GREAT BAY, Sint Maarten (DCOMM) – The theme for Sunday, May 5 Hand Hygiene Day is “Clean hands save lives.”


According to the World Health Organization (WHO), everyone has the right to expect clean care, whether that care is administered in a field hospital, a care home or a state-of-the art operating theatre.


The Collective Prevention Services (CPS), a department of the Ministry of Public Health, Social Development and Labour, says clean care is safer care; protects the most vulnerable, saves lives and helps combat bacteria resistance, and it all starts with clean hands for infection prevention and control.


CPS calls on all health and care related-institutions to review and reflect on their protocols currently in place for infection prevention and control, and to make adjustments where necessary if need be to be in line with WHO standards and requirements.


The WHO says that the: “The simple act of cleaning hands is part of a bigger picture that includes emergency preparedness, outbreak control and the fight against antimicrobial resistance.


“As an infection control specialist, Professor Mitchell Schwaber was part of the taskforce that dealt with an outbreak of a deadly, drug-resistant form of Klebsiella bacteria in Israel in 2006.


“He has unique insight into how this outbreak was brought under control with measures based on the fundamentals of infection control, including proper hand hygiene. The lessons learned from this challenge changed Israel’s approach to infection prevention and control forever, helping to prevent future outbreaks.”

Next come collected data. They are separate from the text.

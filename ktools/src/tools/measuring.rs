//! Size estimation from a single photo, using visible objects for scale.

use kcommon::{BoxFuture, RequestOptions};
use kcontract::{ContractError, FieldKind, ShapeDescriptor};
use kengine::{Contract, Invocation, OrchestrationFailure, Tool};
use kprovider::{ImageInput, Prompt};
use serde::{Deserialize, Serialize};

use crate::common::{
    EXTRACTION_CONFIDENCE_LEVELS, ExtractionConfidence, TextReport, completion, or_placeholder,
};

#[derive(Debug, Clone, Copy, PartialEq, Eq, Default)]
pub enum UnitSystem {
    #[default]
    Metric,
    Imperial,
}

impl UnitSystem {
    pub fn as_str(self) -> &'static str {
        match self {
            Self::Metric => "metric",
            Self::Imperial => "imperial",
        }
    }
}

#[derive(Debug, Clone, PartialEq)]
pub struct MeasurementRequest {
    pub image: ImageInput,
    /// What to measure, e.g. `the width of the door`.
    pub target: String,
    pub units: UnitSystem,
    pub context: Option<String>,
}

impl MeasurementRequest {
    pub fn new(image: ImageInput, target: impl Into<String>) -> Self {
        Self {
            image,
            target: target.into(),
            units: UnitSystem::Metric,
            context: None,
        }
    }

    pub fn with_units(mut self, units: UnitSystem) -> Self {
        self.units = units;
        self
    }

    pub fn with_context(mut self, context: impl Into<String>) -> Self {
        self.context = Some(context.into());
        self
    }
}

#[derive(Debug, Clone, PartialEq, Serialize, Deserialize)]
pub struct Measurement {
    pub target: String,
    pub value: f64,
    pub unit: String,
    /// Model confidence in `0..=1`.
    pub confidence: f64,
}

#[derive(Debug, Clone, PartialEq, Serialize, Deserialize)]
pub struct MeasurementReport {
    pub image_description: String,
    pub measurements: Vec<Measurement>,
    pub visual_reference_points: Vec<String>,
    pub confidence: ExtractionConfidence,
    pub limitations: Vec<String>,
    pub disclaimer: String,
}

impl Contract for MeasurementReport {
    fn shape() -> ShapeDescriptor {
        let measurement = ShapeDescriptor::new()
            .required("target", FieldKind::String)
            .required("value", FieldKind::Number)
            .required("unit", FieldKind::String)
            .required("confidence", FieldKind::Number);

        ShapeDescriptor::new()
            .required("image_description", FieldKind::String)
            .required("measurements", FieldKind::array_of(FieldKind::Object(measurement)))
            .required("visual_reference_points", FieldKind::array_of(FieldKind::String))
            .required("confidence", FieldKind::Enum(EXTRACTION_CONFIDENCE_LEVELS))
            .required("limitations", FieldKind::array_of(FieldKind::String))
            .required("disclaimer", FieldKind::String)
    }

    fn check(&self) -> Result<(), ContractError> {
        for (index, measurement) in self.measurements.iter().enumerate() {
            if !(0.0..=1.0).contains(&measurement.confidence) {
                return Err(ContractError::constraint(
                    format!("measurements[{index}].confidence"),
                    format!("{} is outside 0..=1", measurement.confidence),
                ));
            }
            if measurement.value < 0.0 {
                return Err(ContractError::constraint(
                    format!("measurements[{index}].value"),
                    format!("{} is negative", measurement.value),
                ));
            }
        }
        Ok(())
    }
}

impl MeasurementReport {
    pub fn to_text_report(&self) -> String {
        let measurements: Vec<String> = self
            .measurements
            .iter()
            .map(|m| {
                format!(
                    "{}: {} {} ({:.0}% confidence)",
                    m.target,
                    m.value,
                    m.unit,
                    m.confidence * 100.0
                )
            })
            .collect();

        TextReport::new("Measurement Report")
            .field("Confidence", self.confidence.as_str())
            .gap()
            .section("Image Description", &self.image_description)
            .list("Measurements", &measurements)
            .list("Reference Points", &self.visual_reference_points)
            .list("Limitations", &self.limitations)
            .finish(&self.disclaimer)
    }
}

#[derive(Debug, Clone)]
pub struct MeasuringTool {
    request: MeasurementRequest,
    options: RequestOptions,
}

impl MeasuringTool {
    pub fn new(request: MeasurementRequest) -> Self {
        Self {
            request,
            options: RequestOptions::default(),
        }
    }

    pub fn with_options(mut self, options: RequestOptions) -> Self {
        self.options = options;
        self
    }

    fn prompt(&self) -> Prompt {
        let request = &self.request;
        Prompt::new(format!(
            "You are an AI assistant specialized in analyzing images to estimate measurements.\n\
Analyze this image and provide measurements for: \"{target}\"\n\
Preferred measurement system: {units}\n\
Additional context: \"{context}\"\n\n\
Consider:\n\
1. Use visible reference objects or markers if present\n\
2. Look for standard-sized objects that could help with scale\n\
3. Consider perspective and depth\n\
4. Note any limitations in accuracy\n\n\
Return a JSON object with these keys:\n\
- \"image_description\": (string) Brief description of the image and object to be measured\n\
- \"measurements\": (array of objects) each with \"target\" (string), \"value\" (number), \"unit\" (string) and \"confidence\" (number between 0 and 1)\n\
- \"visual_reference_points\": (array of strings) Objects used as reference points\n\
- \"confidence\": (string, one of \"High\", \"Medium\", \"Low\", \"Not Applicable\")\n\
- \"limitations\": (array of strings) Factors affecting measurement accuracy\n\
- \"disclaimer\": (string) Standard measurement accuracy disclaimer",
            target = request.target.trim(),
            units = request.units.as_str(),
            context = or_placeholder(request.context.as_deref(), "None provided"),
        ))
        .with_image(request.image.clone())
    }
}

impl Tool for MeasuringTool {
    type Output = MeasurementReport;

    fn kind(&self) -> &'static str {
        "measuring_tool"
    }

    fn validate_input(&self) -> Result<(), String> {
        if self.request.image.is_empty() {
            return Err("an image is required for measuring".to_string());
        }
        if self.request.target.trim().is_empty() {
            return Err("say what should be measured".to_string());
        }
        Ok(())
    }

    fn run<'a>(
        &'a self,
        invocation: &'a mut Invocation,
    ) -> BoxFuture<'a, Result<Self::Output, OrchestrationFailure>> {
        Box::pin(async move {
            let request = completion(invocation, &self.options, self.prompt());
            invocation.complete_json("measure", request).await
        })
    }
}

The five moments to ensure clean hands in health care are: before touching a patient; before clean/aseptic procedures; after body fluid exposure/risk; after touching a patient; and after touching patient surroundings.


The WHO published in 2009 the ‘WHO guidelines on hand hygiene in health care,’ which provides health-care workers (HCWs), hospital administrators and health authorities with a thorough review of evidence on hand hygiene in health care and specific recommendations to improve practices and reduce transmission of pathogenic micro-organisms to patients and HCWs.


WHO says the present guidelines are intended to be implemented in any situation in which health care is delivered either to a patient or to a specific group in a population. Therefore, this concept applies to all settings where health care is permanently or occasionally performed, such as home care by birth attendants.